Despite how bad things have gotten this season, I haven't felt this good about the team in at least half a decade.

The final straw for me with MB was the Subban trade, less because of Subban himself and more just because it personified everything that was wrong with this organization (both the trade itself and all the stuff that arguably led to it).  Since then, I just haven't following the Habs all that closely. The Leafs series got me kind of back into the team (I'd been wanting to see Habs-Leafs in the playoffs for decades) and the cup run was fun, but it also felt like a fluke that would lead to a decade of misery by making MB and others look a lot smarter than they were.

Then there was the draft - arguably, in a twisted sense, the turning point where management seemingly embarrassed Molson, combined with MB either being tired or greedy and thankfully not signing an extension last summer, followed by the horrific start.
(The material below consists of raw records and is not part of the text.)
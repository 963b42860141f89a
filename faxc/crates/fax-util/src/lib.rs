//! fax-util - shared foundation types for the fax preprocessor/calculator toolchain.
//!
//! Three concerns live here because both `fax-pp` and `fax-calc` need them:
//! interned strings (`symbol`), pooled allocation (`pool`), diagnostics
//! (`diagnostic`), and the error types both pipeline stages propagate
//! (`error`).

pub mod diagnostic;
pub mod error;
pub mod pool;
pub mod span;
pub mod symbol;

pub use diagnostic::{Diagnostic, Handler, Level};
pub use error::{CalcError, PpError};
pub use pool::Pool;
pub use span::Span;
pub use symbol::{djb2_xor_hash, StringCache, Symbol};
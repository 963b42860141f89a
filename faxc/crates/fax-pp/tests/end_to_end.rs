//! Black-box coverage of end-to-end preprocessing scenarios, plus the
//! named stack-depth and recursion boundaries.

use fax_pp::context::NoIncludes;
use fax_pp::preprocess;

fn run(source: &str) -> fax_pp::PreprocessResult {
    preprocess("test.c", source, &[], false, Box::new(NoIncludes)).unwrap()
}

#[test]
fn object_like_macros() {
    let r = run("#define A 2\n#define B 3\nA+B\n");
    assert_eq!(r.output, "2 + 3");
    assert!(r.errors.is_empty());
}

#[test]
fn function_like_macro_with_expression_argument() {
    let r = run("#define SQ(x) ((x)*(x))\nSQ(1+2)\n");
    assert_eq!(r.output, "( ( 1 + 2 ) * ( 1 + 2 ) )");
}

#[test]
fn stringize_operator() {
    let r = run("#define STR(x) #x\nSTR(hello world)\n");
    assert_eq!(r.output, "\"hello world\"");
}

#[test]
fn token_paste_operator() {
    let r = run("#define CAT(a,b) a##b\nCAT(foo,bar)\n");
    assert_eq!(r.output, "foobar");
}

#[test]
fn conditional_else_branch() {
    let r = run("#if defined(X)\nyes\n#else\nno\n#endif\n");
    assert_eq!(r.output, "no");
}

#[test]
fn conditional_constant_expression() {
    let r = run("#if 1+2*3 == 7\nok\n#endif\n");
    assert_eq!(r.output, "ok");
}

#[test]
fn predefines_are_visible_to_the_primary_source() {
    let r = preprocess(
        "test.c",
        "#if VERSION >= 2\nnew\n#else\nold\n#endif\n",
        &[("VERSION".to_string(), "3".to_string())],
        false,
        Box::new(NoIncludes),
    )
    .unwrap();
    assert_eq!(r.output, "new");
}

#[test]
fn undef_removes_a_macro() {
    let r = run("#define X 1\n#undef X\n#ifdef X\nyes\n#else\nno\n#endif\n");
    assert_eq!(r.output, "no");
}

#[test]
fn nested_conditionals_track_independently() {
    let r = run("#if 1\n#if 0\na\n#else\nb\n#endif\n#endif\n");
    assert_eq!(r.output, "b");
}

#[test]
fn unterminated_if_is_accumulated_as_a_diagnostic() {
    // Directive/semantic errors are accumulated, not fatal — only
    // `Context::new`'s own startup failures return `Err` directly.
    let r = run("#if 1\nx\n");
    assert_eq!(r.errors.len(), 1);
}

#[test]
fn line_directive_changes_reported_diagnostics() {
    let r = run("#line 100 \"other.c\"\n#error boom\n");
    assert_eq!(r.errors.len(), 1);
    assert_eq!(r.errors[0].line, 100);
    assert_eq!(&*r.errors[0].filename, "other.c");
}

#[test]
fn self_referential_macro_trips_the_recursion_cap() {
    // `A` expands to `A B`; rescanning re-encounters `A` and expands
    // again, climbing until the 256-deep expansion cap fires.
    let r = run("#define A A B\nA\n");
    assert_eq!(r.errors.len(), 1);
    assert!(r.errors[0].message.contains("256"));
}

#[test]
fn dangling_concat_is_an_error() {
    let r = run("#define BAD(x) x##\nBAD(1)\n");
    assert!(!r.errors.is_empty());
}

#[test]
fn stray_bad_character_is_an_error() {
    let r = run("a @ b\n");
    assert_eq!(r.errors.len(), 1);
    assert!(r.errors[0].message.contains('@'));
}

#[test]
fn unterminated_block_comment_is_an_error() {
    let r = run("a /* never closes\n");
    assert_eq!(r.errors.len(), 1);
    assert!(r.errors[0].message.contains("comment"));
}
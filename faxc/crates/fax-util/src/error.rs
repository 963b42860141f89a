//! Error kinds shared by `fax-pp` and `fax-calc`.
//!
//! Preprocessor errors group into lexical, directive-syntax, semantic, and
//! resource kinds; `PpError` mirrors that grouping so a `Context` can match
//! on it when deciding whether to resume scanning at the next newline or
//! poison the whole translation unit.

use thiserror::Error;

/// Preprocessor error kinds.
#[derive(Debug, Error, Clone, PartialEq)]
pub enum PpError {
    // --- Lexical ---
    #[error("unterminated comment starting at line {line}")]
    IncompleteComment { line: u32 },

    #[error("invalid characters at line {line}: {text}")]
    BadChars { line: u32, text: String },

    // --- Directive syntax ---
    #[error("malformed #include at line {line}")]
    BadInclude { line: u32 },

    #[error("malformed #line at line {line}")]
    BadLine { line: u32 },

    #[error("malformed #define at line {line}: {reason}")]
    BadDefine { line: u32, reason: String },

    #[error("malformed #undef at line {line}")]
    BadUndef { line: u32 },

    #[error("malformed constant expression at line {line}: {reason}")]
    BadConstantExpr { line: u32, reason: String },

    #[error("unmatched ')' in constant expression at line {line}")]
    UnmatchedRParen { line: u32 },

    #[error("unmatched '(' in constant expression at line {line}")]
    UnmatchedLParen { line: u32 },

    #[error("'##' may not appear at the {position} of a macro replacement (line {line})")]
    DanglingConcat { line: u32, position: &'static str },

    #[error("'defined' used incorrectly at line {line}")]
    BadDefinedOperator { line: u32 },

    // --- Semantic ---
    #[error("'{name}' redefined at line {line}")]
    DuplicateDefine { name: String, line: u32 },

    #[error("#{directive} with no matching #if at line {line}")]
    DirectiveWithoutIf { directive: &'static str, line: u32 },

    #[error("#else after #else at line {line}")]
    ElseAfterElse { line: u32 },

    #[error("#elif after #else at line {line}")]
    ElifAfterElse { line: u32 },

    #[error("unterminated #if started at line {line}")]
    UnterminatedIf { line: u32 },

    #[error("#include callback failed for '{filename}' at line {line}")]
    IncludeFailed { filename: String, line: u32 },

    #[error("macro '{name}' invoked with {got} argument(s), expected {expected} at line {line}")]
    ArgumentCountMismatch {
        name: String,
        expected: i32,
        got: usize,
        line: u32,
    },

    #[error("macro expansion recursion limit ({limit}) exceeded expanding '{name}'")]
    RecursionLimitExceeded { name: String, limit: u32 },

    #[error("'defined' is not a legal macro name (line {line})")]
    DefinedIsReserved { line: u32 },

    // --- Resource ---
    #[error("out of memory")]
    OutOfMemory,

    #[error("#error directive at line {line}: {message}")]
    UserError { line: u32, message: String },
}

impl PpError {
    /// Render as a fixed-size `failstr`, truncated to 255 bytes.
    pub fn to_failstr(&self) -> String {
        let full = self.to_string();
        if full.len() <= 255 {
            full
        } else {
            full.chars().take(255).collect()
        }
    }
}

/// Calculator error kinds.
#[derive(Debug, Error, Clone, PartialEq)]
pub enum CalcError {
    #[error("unexpected end of expression")]
    UnexpectedEnd,

    #[error("unexpected token: {0}")]
    UnexpectedToken(String),

    #[error("expected ':' to close ternary expression")]
    MissingTernaryColon,

    #[error("mismatched parentheses")]
    MismatchedParens,

    #[error("operator stack overflow (limit {limit})")]
    OperatorStackOverflow { limit: usize },

    #[error("operand stack overflow (limit {limit})")]
    OperandStackOverflow { limit: usize },

    #[error("expression exceeds the {limit}-token output limit")]
    ExpressionTooLong { limit: usize },
}
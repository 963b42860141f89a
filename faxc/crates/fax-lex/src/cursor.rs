//! Character cursor for traversing preprocessor source text.
//!
//! Unlike the cursor this is adapted from, which borrowed `&'a str` for the
//! lifetime of the scan, this one holds an `Rc<str>` clone of the source
//! buffer. Each `IncludeState` on the include stack owns both the buffer and
//! a cursor into it; tying the cursor to a borrow would make that
//! self-referential. The `Rc` clone is one atomic-free refcount bump, not a
//! copy of the text.

use std::rc::Rc;

/// A cursor for traversing source code character by character.
pub struct Cursor {
    source: Rc<str>,
    position: usize,
    line: u32,
    column: u32,
}

impl Cursor {
    pub fn new(source: Rc<str>) -> Self {
        Self {
            source,
            position: 0,
            line: 1,
            column: 1,
        }
    }

    #[inline]
    pub fn current_char(&self) -> char {
        self.char_at(0)
    }

    #[inline]
    pub fn char_at(&self, offset: usize) -> char {
        let pos = self.position + offset;
        if pos >= self.source.len() {
            return '\0';
        }
        let b = self.source.as_bytes()[pos];
        if b < 128 {
            return b as char;
        }
        self.source[pos..].chars().next().unwrap_or('\0')
    }

    #[inline]
    pub fn peek_char(&self, offset: usize) -> char {
        self.char_at(offset)
    }

    #[inline]
    pub fn advance(&mut self) {
        if self.position >= self.source.len() {
            return;
        }
        let b = self.source.as_bytes()[self.position];
        if b < 128 {
            self.position += 1;
            if b == b'\n' {
                self.line += 1;
                self.column = 1;
            } else {
                self.column += 1;
            }
            return;
        }
        if let Some(c) = self.source[self.position..].chars().next() {
            self.position += c.len_utf8();
            if c == '\n' {
                self.line += 1;
                self.column = 1;
            } else {
                self.column += 1;
            }
        }
    }

    pub fn advance_n(&mut self, count: usize) {
        for _ in 0..count {
            if self.is_at_end() {
                break;
            }
            self.advance();
        }
    }

    pub fn match_char(&mut self, expected: char) -> bool {
        if self.current_char() == expected {
            self.advance();
            true
        } else {
            false
        }
    }

    pub fn is_at_end(&self) -> bool {
        self.position >= self.source.len()
    }

    pub fn line(&self) -> u32 {
        self.line
    }

    /// Overrides the reported line number (for `#line`). Does not
    /// touch `position`/`column` — only what `__LINE__` and diagnostics see.
    pub fn set_line(&mut self, line: u32) {
        self.line = line;
    }

    pub fn column(&self) -> u32 {
        self.column
    }

    pub fn position(&self) -> usize {
        self.position
    }

    pub fn slice_from(&self, start: usize) -> &str {
        &self.source[start..self.position]
    }

    pub fn remaining(&self) -> &str {
        &self.source[self.position..]
    }

    pub fn snapshot(&self) -> CursorSnapshot {
        CursorSnapshot {
            position: self.position,
            line: self.line,
            column: self.column,
        }
    }

    pub fn restore(&mut self, snapshot: CursorSnapshot) {
        self.position = snapshot.position;
        self.line = snapshot.line;
        self.column = snapshot.column;
    }
}

#[derive(Clone, Copy, Debug)]
pub struct CursorSnapshot {
    pub position: usize,
    pub line: u32,
    pub column: u32,
}

#[cfg(test)]
mod tests {
    use super::*;

    fn cursor(s: &str) -> Cursor {
        Cursor::new(Rc::from(s))
    }

    #[test]
    fn test_new_cursor() {
        let c = cursor("let x = 42;");
        assert_eq!(c.current_char(), 'l');
        assert_eq!(c.line(), 1);
        assert_eq!(c.column(), 1);
    }

    #[test]
    fn test_advance() {
        let mut c = cursor("abc");
        c.advance();
        assert_eq!(c.current_char(), 'b');
        c.advance();
        assert_eq!(c.current_char(), 'c');
        c.advance();
        assert_eq!(c.current_char(), '\0');
    }

    #[test]
    fn test_line_tracking_across_newline() {
        let mut c = cursor("ab\ncd");
        c.advance_n(3);
        assert_eq!(c.line(), 2);
        assert_eq!(c.column(), 1);
    }

    #[test]
    fn test_snapshot_restore() {
        let mut c = cursor("abcdef");
        let snap = c.snapshot();
        c.advance_n(4);
        c.restore(snap);
        assert_eq!(c.current_char(), 'a');
        assert_eq!(c.position(), 0);
    }

    #[test]
    fn test_slice_from() {
        let mut c = cursor("let x");
        let start = c.position();
        c.advance_n(3);
        assert_eq!(c.slice_from(start), "let");
    }
}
All that led to the smart hiring of Gorton, someone who seems philosophically and stylistically so different than MB and everything else that's happened since. I don't just feel better about what the product will look like on the ice, but also just in the way the organization is going to operate: hopefully no more picking public fights with players, ignoring problems in the minors, the lack of communication with fans, or a repeat of that regrettable Timmins interview.

I have no idea if St. Louis is the long-term answer as coach: I'm skeptical the jump from pee-wee to successful NHL coach is a doable one, but at least in the short-term he seems to be just what was needed.

100% my feelings as well.  I've tried to watch regularly a few times over the last number of years but found it more frustrating than anything and I didn't really feel the same attachment to the team that I did before the Subban trade.  Exactly like you said, it wasn't even about Subban himself (although I did like him) but rather about the direction that it signified the organization taking.  Since then I've still been following the team by reading about it and catching a game here and there, but I haven't devoted a lot of time to watch like I used to.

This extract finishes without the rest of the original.